For Chris, the most remarkable finding is the striking similarity of copy-transmission to biological evolution (Fig. 1B): ‘we use words as analogies of mutations in DNA in textbooks, so why don’t we use DNA as an analogy of words?’ Each error is replicated in future editions of a text — and, as errors accumulate, each text lineage adopts a subtly different meaning. The same happens during evolution: mutations in DNA are passed down and accumulate, creating new species. Chris’ team found scribes sometimes switch exemplars mid-way, resulting in a final copy that is a hybrid of two sources — something which scholars termed ‘contamination’. This is akin to the biological process of ‘recombination’, where DNA molecules mix between organisms to produce new genetic mixtures, creating variation in traits.
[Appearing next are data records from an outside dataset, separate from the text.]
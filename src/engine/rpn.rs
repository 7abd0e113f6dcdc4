//! SC-011: RPN — the bundled reference engine.
//!
//! A postfix stack language. Tokens are whitespace separated:
//! - literals: `42`, `-7`, `2.5`, `"text"`, `true`, `false`, `null`
//! - names: read from parameters, captured variables, then the scope
//! - `=name`: pop and store into the scope
//! - `+ - * /`, `sum`, `len`, `neg`, `dup`, `swap`, `drop`
//!
//! `//` line comments and `/* */` block comments are skipped, so the cache
//! trailer and header lines are invisible to the compiler. The result is the
//! top of the stack, or null for a `Void` signature.

use super::{CompileUnit, CompiledBody, Engine};
use crate::core::error::{Result, ScriptError};
use crate::core::executable::{Body, ExecutableKind, Frame};
use crate::core::header;
use crate::core::types::{Type, Value};
use indexmap::IndexSet;
use serde::{Deserialize, Serialize};
use std::sync::Arc;

const NAME: &str = "RPN";

fn fail(message: impl Into<String>) -> ScriptError {
    ScriptError::engine(NAME, message)
}

#[derive(Debug, Clone, PartialEq, Serialize, Deserialize)]
enum Op {
    Push(Value),
    Load(String),
    Store(String),
    Add,
    Sub,
    Mul,
    Div,
    Sum,
    Len,
    Neg,
    Dup,
    Swap,
    Drop,
}

#[derive(Debug, Clone, PartialEq, Serialize, Deserialize)]
struct Program {
    ops: Vec<Op>,
    void: bool,
}

/// RPN engine. The `interpret` option produces bodies that cannot be cached.
#[derive(Debug, Clone, Default)]
pub struct RpnEngine {
    interpret: bool,
}

impl RpnEngine {
    pub fn interpreted() -> Self {
        Self { interpret: true }
    }
}

impl Engine for RpnEngine {
    fn name(&self) -> &str {
        NAME
    }

    fn short_name(&self) -> &str {
        "rpn"
    }

    fn parameter(&self) -> Option<&str> {
        self.interpret.then_some("interpret")
    }

    fn with_option(&self, param: Option<&str>) -> Result<Arc<dyn Engine>> {
        match param.map(str::trim) {
            None | Some("") | Some("compile") => Ok(Arc::new(RpnEngine::default())),
            Some("interpret") => Ok(Arc::new(RpnEngine::interpreted())),
            Some(other) => Err(fail(format!("unknown option '{}'", other))),
        }
    }

    fn is_compiled_code_serializable(&self) -> bool {
        !self.interpret
    }

    fn compile_body(&self, unit: &CompileUnit<'_>) -> Result<CompiledBody> {
        let source = &unit.code[header::end_of_ignored(unit.code)..];
        let ops = parse(source)?;
        let void = match unit.info.executable_kind() {
            ExecutableKind::Script => false,
            _ => unit.info.call_shape().0.return_type() == &Type::Void,
        };

        let stored: IndexSet<&str> = ops
            .iter()
            .filter_map(|op| match op {
                Op::Store(n) => Some(n.as_str()),
                _ => None,
            })
            .collect();
        let free: IndexSet<String> = ops
            .iter()
            .filter_map(|op| match op {
                Op::Load(n) => Some(n),
                _ => None,
            })
            .filter(|n| !unit.param_names.contains(*n) && !stored.contains(n.as_str()))
            .cloned()
            .collect();

        Ok(CompiledBody {
            body: Arc::new(RpnBody {
                program: Program { ops, void },
            }),
            free_names: free.into_iter().collect(),
        })
    }

    fn load_body(&self, image: &[u8]) -> Result<Arc<dyn Body>> {
        if self.interpret {
            return Err(fail("interpreted bodies have no image"));
        }
        let program: Program = bincode::deserialize(image)?;
        Ok(Arc::new(RpnBody { program }))
    }
}

#[derive(Debug)]
struct RpnBody {
    program: Program,
}

impl Body for RpnBody {
    fn image(&self) -> Result<Vec<u8>> {
        Ok(bincode::serialize(&self.program)?)
    }

    fn run(&self, frame: &mut Frame<'_, '_>) -> Result<Value> {
        let mut stack: Vec<Value> = Vec::new();
        for op in &self.program.ops {
            match op {
                Op::Push(v) => stack.push(v.clone()),
                Op::Load(name) => {
                    let v = frame
                        .lookup(name)
                        .ok_or_else(|| fail(format!("undefined name '{}'", name)))?;
                    stack.push(v);
                }
                Op::Store(name) => {
                    let v = pop(&mut stack)?;
                    frame.store(name, v)?;
                }
                Op::Add | Op::Sub | Op::Mul | Op::Div => {
                    let b = pop(&mut stack)?;
                    let a = pop(&mut stack)?;
                    stack.push(arith(op, &a, &b)?);
                }
                Op::Sum => {
                    let items = match pop(&mut stack)? {
                        Value::Array { items, .. } => items,
                        other => return Err(fail(format!("sum needs an array, got {}", other.describe()))),
                    };
                    let mut total = Value::Int(0);
                    for item in items.iter().filter(|v| !v.is_null()) {
                        total = arith(&Op::Add, &total, item)?;
                    }
                    stack.push(total);
                }
                Op::Len => {
                    let n = match pop(&mut stack)? {
                        Value::Array { items, .. } => items.len(),
                        Value::Text(s) => s.chars().count(),
                        other => return Err(fail(format!("len needs an array or text, got {}", other.describe()))),
                    };
                    let n = i32::try_from(n).map_err(|_| fail("length does not fit an Integer"))?;
                    stack.push(Value::Int(n));
                }
                Op::Neg => {
                    let v = pop(&mut stack)?;
                    stack.push(arith(&Op::Sub, &Value::Int(0), &v)?);
                }
                Op::Dup => {
                    let v = stack.last().cloned().ok_or_else(|| fail("stack underflow"))?;
                    stack.push(v);
                }
                Op::Swap => {
                    let n = stack.len();
                    if n < 2 {
                        return Err(fail("stack underflow"));
                    }
                    stack.swap(n - 1, n - 2);
                }
                Op::Drop => {
                    pop(&mut stack)?;
                }
            }
        }
        if self.program.void {
            return Ok(Value::Null);
        }
        Ok(stack.pop().unwrap_or(Value::Null))
    }
}

fn pop(stack: &mut Vec<Value>) -> Result<Value> {
    stack.pop().ok_or_else(|| fail("stack underflow"))
}

fn symbol(op: &Op) -> &'static str {
    match op {
        Op::Add => "+",
        Op::Sub => "-",
        Op::Mul => "*",
        _ => "/",
    }
}

fn arith(op: &Op, a: &Value, b: &Value) -> Result<Value> {
    if matches!(op, Op::Add) && (matches!(a, Value::Text(_)) || matches!(b, Value::Text(_))) {
        return Ok(Value::Text(format!("{}{}", a, b)));
    }
    let mismatch = || {
        fail(format!(
            "cannot apply {} to {} and {}",
            symbol(op),
            a.describe(),
            b.describe()
        ))
    };
    if !a.is_numeric() || !b.is_numeric() {
        return Err(mismatch());
    }

    if a.is_real() || b.is_real() {
        let (x, y) = (a.as_f64().ok_or_else(mismatch)?, b.as_f64().ok_or_else(mismatch)?);
        let r = match op {
            Op::Add => x + y,
            Op::Sub => x - y,
            Op::Mul => x * y,
            _ => x / y,
        };
        return Ok(Value::Double(r));
    }

    let (x, y) = (a.as_i64().ok_or_else(mismatch)?, b.as_i64().ok_or_else(mismatch)?);
    let r = match op {
        Op::Add => x.checked_add(y),
        Op::Sub => x.checked_sub(y),
        Op::Mul => x.checked_mul(y),
        _ => {
            if y == 0 {
                return Err(fail("division by zero"));
            }
            x.checked_div(y)
        }
    }
    .ok_or_else(|| fail("integer overflow"))?;

    let wide = matches!(a, Value::Long(_)) || matches!(b, Value::Long(_));
    match i32::try_from(r) {
        Ok(small) if !wide => Ok(Value::Int(small)),
        _ => Ok(Value::Long(r)),
    }
}

fn parse(src: &str) -> Result<Vec<Op>> {
    let mut ops = Vec::new();
    let mut pos = 0;
    while pos < src.len() {
        let rest = &src[pos..];
        let Some(c) = rest.chars().next() else {
            break;
        };
        if c.is_whitespace() {
            pos += c.len_utf8();
            continue;
        }
        if rest.starts_with("//") {
            pos += rest.find('\n').unwrap_or(rest.len());
            continue;
        }
        if rest.starts_with("/*") {
            let end = rest[2..]
                .find("*/")
                .ok_or_else(|| fail(format!("unterminated comment at offset {}", pos)))?;
            pos += end + 4;
            continue;
        }
        if c == '"' {
            let (text, used) = parse_string(rest).ok_or_else(|| fail(format!("unterminated string at offset {}", pos)))?;
            ops.push(Op::Push(Value::Text(text)));
            pos += used;
            continue;
        }
        let word_len = rest.find(char::is_whitespace).unwrap_or(rest.len());
        let word = &rest[..word_len];
        ops.push(parse_word(word).ok_or_else(|| fail(format!("unexpected token '{}' at offset {}", word, pos)))?);
        pos += word_len;
    }
    Ok(ops)
}

/// Decoded string and the number of bytes consumed, quotes included.
fn parse_string(rest: &str) -> Option<(String, usize)> {
    let mut out = String::new();
    let mut chars = rest.char_indices().skip(1);
    while let Some((i, c)) = chars.next() {
        match c {
            '"' => return Some((out, i + 1)),
            '\\' => {
                let (_, e) = chars.next()?;
                out.push(match e {
                    'n' => '\n',
                    't' => '\t',
                    'r' => '\r',
                    other => other,
                });
            }
            c => out.push(c),
        }
    }
    None
}

fn is_name(word: &str) -> bool {
    let mut chars = word.chars();
    matches!(chars.next(), Some(c) if c.is_ascii_alphabetic() || c == '_' || c == '$')
        && chars.all(|c| c.is_ascii_alphanumeric() || c == '_' || c == '$')
}

fn parse_word(word: &str) -> Option<Op> {
    let op = match word {
        "+" => Op::Add,
        "-" => Op::Sub,
        "*" => Op::Mul,
        "/" => Op::Div,
        "sum" => Op::Sum,
        "len" => Op::Len,
        "neg" => Op::Neg,
        "dup" => Op::Dup,
        "swap" => Op::Swap,
        "drop" => Op::Drop,
        "true" => Op::Push(Value::Bool(true)),
        "false" => Op::Push(Value::Bool(false)),
        "null" => Op::Push(Value::Null),
        _ => {
            if let Some(target) = word.strip_prefix('=') {
                return is_name(target).then(|| Op::Store(target.to_string()));
            }
            if is_name(word) {
                return Some(Op::Load(word.to_string()));
            }
            if let Ok(v) = word.parse::<i32>() {
                return Some(Op::Push(Value::Int(v)));
            }
            if let Ok(v) = word.parse::<i64>() {
                return Some(Op::Push(Value::Long(v)));
            }
            let numeric = word.starts_with(|c: char| c.is_ascii_digit() || c == '-' || c == '.');
            return match word.parse::<f64>() {
                Ok(v) if numeric && v.is_finite() => Some(Op::Push(Value::Double(v))),
                _ => None,
            };
        }
    };
    Some(op)
}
Trying to reconstruct the ancestral text is akin to ancestral protein reconstruction: where we try to find the original protein sequence, based on the sequences of current and past proteins. A change in sequence in one protein makes changes in another interacting protein more likely. We see the same in music, where one change in notation causes a ‘domino effect’, where subsequent notes adjust to the time signature or alternative chords. Like silent mutations in DNA (cause no change in protein sequence), some changes in musical notation have no audible effect; for example, a semibreve is performed identically to tied minim!

Tepid reactions

Have scholars found phylogenetic techniques useful? Chris says the reactions have been polarising: ‘the ones that hate it often misunderstand what we are trying to do’. Scholars and biologists alike think computer-found relationships are prescriptive and binary. Computational results can be particularly uncomfortable when findings go against years of qualitative intuition from studying the artefacts. In reality, each evolutionary prediction is associated with some degree of uncertainty. In fact, different algorithms may produce subtly different trees. Tree building can seem like a statistical black box, and Chris believes scientists are partly to blame for mixed receptions: ‘we must try to better explain what we are really doing’.

Future perspectives

Since the seminal Canterbury Tales paper, phylogenetic analysis has been applied to a wide variety of artefacts, mapping histories across literature, music and textiles. So, what can we expect for the future? Chris alluded to future phylogenetic analyses, led by Dr. Heather Windram, in collaboration with musicologist Yo Tomita (Queen's University, Belfast) and Terence Charlston (Royal College of Music), on Bach’s The Well-Tempered Clavier music collection. Thus — in a field now coined ‘phylomemetics’, describing an application to non-biological objects — the tales of phylogenetics continue… 


Bartek Witek is a third-year undergraduate in biochemistry at St. Catherine's College. Artwork by Sumit Sen.